━━━ DATA TO USE ━━━

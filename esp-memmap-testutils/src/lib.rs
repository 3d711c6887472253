//! Test fixtures shared across the `esp-memmap-*` crates.
#![warn(missing_docs)]

use std::path::{Path, PathBuf};

/// Returns the full path to the specified fixture.
///
/// Fixtures are stored in the `testutils/fixtures` directory and paths should
/// be given relative to that location.
///
/// # Example
///
/// ```
/// use esp_memmap_testutils::fixture;
///
/// let path = fixture("maps/minimal.map");
/// assert!(path.ends_with("maps/minimal.map"));
/// ```
pub fn fixture<P: AsRef<Path>>(path: P) -> PathBuf {
    let mut full_path = PathBuf::from(env!("CARGO_MANIFEST_DIR"));
    full_path.push("fixtures");

    let path = path.as_ref();
    full_path.push(path);

    assert!(
        full_path.exists(),
        "Fixture does not exist: {}",
        full_path.display()
    );

    full_path
}
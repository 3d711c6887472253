//! The memory-map builder, diff engine and post-processing passes (§4.3,
//! §4.4, §4.5 — Components C, D, E).
//!
//! [`builder::build`] is the entry point: it runs Stages 0-7 of the
//! pipeline over a parsed [`esp_memmap_linkermap::model::LinkerMap`] and
//! optional [`esp_memmap_debuginfo`] ELF/DWARF readers, producing a
//! [`tree::MemoryMap`]. [`diff::diff_memory_maps`] combines two such trees.
//! The remaining modules are post-processing passes a caller runs over the
//! finished tree: [`walk`], [`sort`], [`trim`], [`unify`], [`summary`] and
//! [`archive_deps`].

#![warn(missing_docs)]

pub mod archive_deps;
pub mod assemble;
pub mod assign;
pub mod attribute;
pub mod builder;
pub mod catalog;
pub mod diff;
pub mod dwarf_expand;
pub mod error;
pub mod image_size;
pub mod project;
pub mod regions;
pub mod sections_filter;
pub mod sort;
pub mod split;
pub mod summary;
pub mod trim;
pub mod tree;
pub mod unify;
pub mod walk;

pub use builder::{build, BuildInputs, BuildOptions};
pub use diff::diff_memory_maps;
pub use error::{BuildError, BuildErrorKind};
pub use tree::MemoryMap;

━━━

__YOUR INSTRUCTIONS__
The expected result is a copy of each line in the records where "over" appears.

__SOLUTION FOR THIS EXERCISE__
//! pipeline over a parsed [`esp_memmap_linkermap::model::LinkerMap`] and
//! The remaining modules are post-processing passes a caller runs over the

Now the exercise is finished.